We have little blue dots that tell us exactly where we are.

And yet, over the course of five days at Universal Studios, I was lost so often that I began to suspect my little blue dot was just making things up.

The problem, as it turns out, is that theme parks apparently believe maps should be viewed on screens approximately the size of a saltine cracker.


I used to be the person who got us where we needed to go.

Although directionally challenged, I could read maps. Paper maps. Solid maps where the top was the top and the bottom was the bottom. Maps that did not suddenly rotate because I shifted my weight or turned my body fifteen degrees to the left.

Maps where you could look at the route and say, “I need to turn right here.”

Or, “I better turn left there.”

Not arrows that changed direction on the whim of the gods.

As a single mom, I took my two children on adventures all over the place.

I studied maps before we left home.

I highlighted routes.

I planned for confusing intersections.

I took them to amusement parks, water parks, state parks, and places we had never seen before.

We didn’t get lost.

And perhaps more importantly, we didn’t ask for directions.


I miss that woman.

The woman with the highlighted map.

The woman who trusted herself.

The woman who could look at a route and know where she was going.

Now?

Now I am standing in a theme park holding a saltine cracker with a battery.

Trying to determine whether the tiny arrow is pointing where I need to go or whether it has once again decided that True North is the most important information in my life.

As if I routinely navigate by the stars.

As if Lewis and Clark are waiting on me.

As if anybody other than Eagle Scouts knows where True North is at any given moment.

And because life enjoys piling on, I can’t see worth a damn out of the eye that needs cataract surgery.

A weakness for another day.

If I enlarge the map, I lose where I’m going.
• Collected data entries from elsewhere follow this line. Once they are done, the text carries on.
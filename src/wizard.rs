//! State for the six-step report assembly flow.
//!
//! The frontend is presentation only; everything it needs to remember lives
//! in [`WizardState`], a plain value with explicit update functions.  Each
//! operation returns the next state (or an error and no state change), so
//! there is no shared mutable flow state anywhere.

use thiserror::Error;

use crate::model::{ReportData, ReportPatch};
use crate::render::{self, RenderError, RenderedReport};

/// The fixed step sequence of the report flow.
#[derive(Clone, Copy, Debug, PartialEq, Eq)]
pub enum Step {
    /// Choose the facility.
    Site,
    /// Select the equipment.
    Machine,
    /// Pick the report format.
    ReportType,
    /// Fill in report details and labor entries.
    DataEntry,
    /// Review and edit before download.
    Preview,
    /// The report has been generated.
    Download,
}

impl Step {
    /// Total number of steps in the flow.
    pub const COUNT: usize = 6;

    /// Returns the 1-based step number.
    pub fn number(self) -> usize {
        match self {
            Step::Site => 1,
            Step::Machine => 2,
            Step::ReportType => 3,
            Step::DataEntry => 4,
            Step::Preview => 5,
            Step::Download => 6,
        }
    }

    /// Returns the step indicator title.
    pub fn title(self) -> &'static str {
        match self {
            Step::Site => "Site",
            Step::Machine => "Machine",
            Step::ReportType => "Report Type",
            Step::DataEntry => "Data Entry",
            Step::Preview => "Preview",
            Step::Download => "Download",
        }
    }

    /// Returns the step indicator description.
    pub fn description(self) -> &'static str {
        match self {
            Step::Site => "Choose location",
            Step::Machine => "Select equipment",
            Step::ReportType => "Pick format",
            Step::DataEntry => "Fill details",
            Step::Preview => "Review & edit",
            Step::Download => "Get PDF",
        }
    }
}

/// A required field was missing at a step boundary.
///
/// Non-fatal: the frontend re-prompts the user and the state is unchanged.
#[derive(Clone, Copy, Debug, Error, PartialEq, Eq)]
pub enum ValidationError {
    /// No site selected at the end of step 1.
    #[error("Please select a site before proceeding.")]
    MissingSite,
    /// No machine selected at the end of step 2.
    #[error("Please select a machine before proceeding.")]
    MissingMachine,
    /// No report type selected at the end of step 3.
    #[error("Please select a report type before proceeding.")]
    MissingReportType,
    /// Engineer name or date missing at the end of step 4.
    #[error("Please fill in engineer name and date.")]
    MissingRequiredFields,
}

/// The complete state of one in-progress report flow.
#[derive(Clone, Debug, PartialEq)]
pub struct WizardState {
    step: Step,
    draft: ReportData,
}

impl WizardState {
    /// Starts a fresh flow at step 1 with a default draft.
    pub fn new() -> Self {
        Self {
            step: Step::Site,
            draft: ReportData::new(),
        }
    }

    /// Returns the current step.
    pub fn step(&self) -> Step {
        self.step
    }

    /// Returns the report draft.
    pub fn draft(&self) -> &ReportData {
        &self.draft
    }

    /// Merges a patch into the draft and returns the updated state.
    pub fn update_draft(&self, patch: ReportPatch) -> Self {
        Self {
            step: self.step,
            draft: self.draft.update(patch),
        }
    }

    /// Replaces the whole draft and returns the updated state.
    ///
    /// Used by the data-entry step, whose labor operations already produce
    /// complete [`ReportData`] values.
    pub fn with_draft(&self, draft: ReportData) -> Self {
        Self {
            step: self.step,
            draft,
        }
    }

    /// Moves to the next step if the current step's required fields are
    /// filled in; otherwise returns the validation error and the caller
    /// keeps the unchanged state.
    ///
    /// Advancing stops at [`Step::Preview`]; [`Step::Download`] is reached
    /// only through a successful [`WizardState::download`].
    pub fn advance(&self) -> Result<Self, ValidationError> {
        let next = match self.step {
            Step::Site => {
                if self.draft.site().is_empty() {
                    return Err(ValidationError::MissingSite);
                }
                Step::Machine
            }
            Step::Machine => {
                if self.draft.machine().is_empty() {
                    return Err(ValidationError::MissingMachine);
                }
                Step::ReportType
            }
            Step::ReportType => {
                if self.draft.report_type().is_empty() {
                    return Err(ValidationError::MissingReportType);
                }
                Step::DataEntry
            }
            Step::DataEntry => {
                if self.draft.engineer_name().is_empty() || self.draft.date().is_empty() {
                    return Err(ValidationError::MissingRequiredFields);
                }
                Step::Preview
            }
            Step::Preview | Step::Download => self.step,
        };
        Ok(Self {
            step: next,
            draft: self.draft.clone(),
        })
    }

    /// Moves to the previous step, clamped at step 1.
    pub fn back(&self) -> Self {
        let previous = match self.step {
            Step::Site | Step::Machine => Step::Site,
            Step::ReportType => Step::Machine,
            Step::DataEntry => Step::ReportType,
            Step::Preview => Step::DataEntry,
            Step::Download => Step::Preview,
        };
        Self {
            step: previous,
            draft: self.draft.clone(),
        }
    }

    /// Runs layout and emission for the draft in one synchronous pass.
    ///
    /// On success the returned state sits at [`Step::Download`]; on failure
    /// the caller keeps the unchanged state and may retry.
    pub fn download(&self) -> Result<(RenderedReport, Self), RenderError> {
        let rendered = render::render_report(&self.draft)?;
        let next = Self {
            step: Step::Download,
            draft: self.draft.clone(),
        };
        Ok((rendered, next))
    }

    /// Discards the draft and starts over at step 1.
    pub fn reset(&self) -> Self {
        Self::new()
    }
}

impl Default for WizardState {
    fn default() -> Self {
        Self::new()
    }
}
If I shrink the map, I lose where I am.

And somewhere between those two settings lies the exact point where I begin questioning all my life choices.


One afternoon of our Universal adventure, I was happily settled in Celestial Park.

Soft music.

Shade.

Air conditioning.

Comfortable seating with actual backs.

Civilized beverages served in actual glass glasses.

In other words, paradise.

Then came the text.

“Come meet us at Mead Hall.”

Simple enough.

Except Mead Hall was in the Isle of Berk.

But I was not.

And the app, despite being connected to celestial satellites orbiting the earth, seemed unwilling to share that information in a useful manner.

I zoomed.

I swiped.

I rotated.

I squinted.

I tried again.

At one point I was no longer certain whether the map was lost or I was.


Finally, I found an information booth.

And there, like a gift from heaven itself, was a paper map.

A solid map.

A trustworthy map.

A map that stayed still.

Within seconds, I had figured out exactly where I needed to go.

But then something happened that bothered me more than being lost.

I asked anyway.


Not because I didn’t know.

Because I wasn’t sure I trusted myself.

When did that happen? 

The employee confirmed what I already thought.

I was right.

Confirmation that I had become the unconfident woman.


Eventually I found the portal to Berk.

I could see the giant tower thing ahead of me.

The roads split left and right.

The app was no help.

The signs were questionable.

My confidence was fading.

I chose a direction.

Then another.

Then another.


At one point I found myself sitting on a rock trying very hard not to cry over a theme park map.

Which is not a sentence I ever expected to write.

About then, Hubby texted.

“Where are you?”

Well, if I knew that, I wouldn’t be sitting on a rock, would I?

I didn’t send that response.

I told him I was sitting under a sign that said:

LOST ELDER. HAVE PITY.

A few minutes later I finally asked another stranger for help.

Again.

And eventually I made it.

Exhausted.

Frustrated.

Relieved.

And more emotional than the situation probably warranted.

Because the truth is, this wasn’t really about finding Mead Hall.

It wasn’t even about the map.

It was about confidence.


I used to be the person who found the way.

The map reader.

The route planner.

The woman with the highlighted atlas riding shotgun.

Now I’m the person who asks strangers for directions.

And I hate that.

Or maybe I hate what I think it says about me.

Because the truth is, I did find my way.

I found the information booth.

I found the paper map.

I found the right bridge eventually.

I even found Hubby.


Maybe the problem isn’t that I can no longer find my way.

Maybe the problem is that I’ve spent so much of my life believing strength meant never needing help that every request for directions feels like failure.

And maybe, four months shy of seventy, after a year that included cancer, chemo, cataracts, and a Universal Studios app apparently designed by squirrels, that’s a lesson worth learning.

Even if I’d still rather have a paper map.

One story down. Several margaritas to go.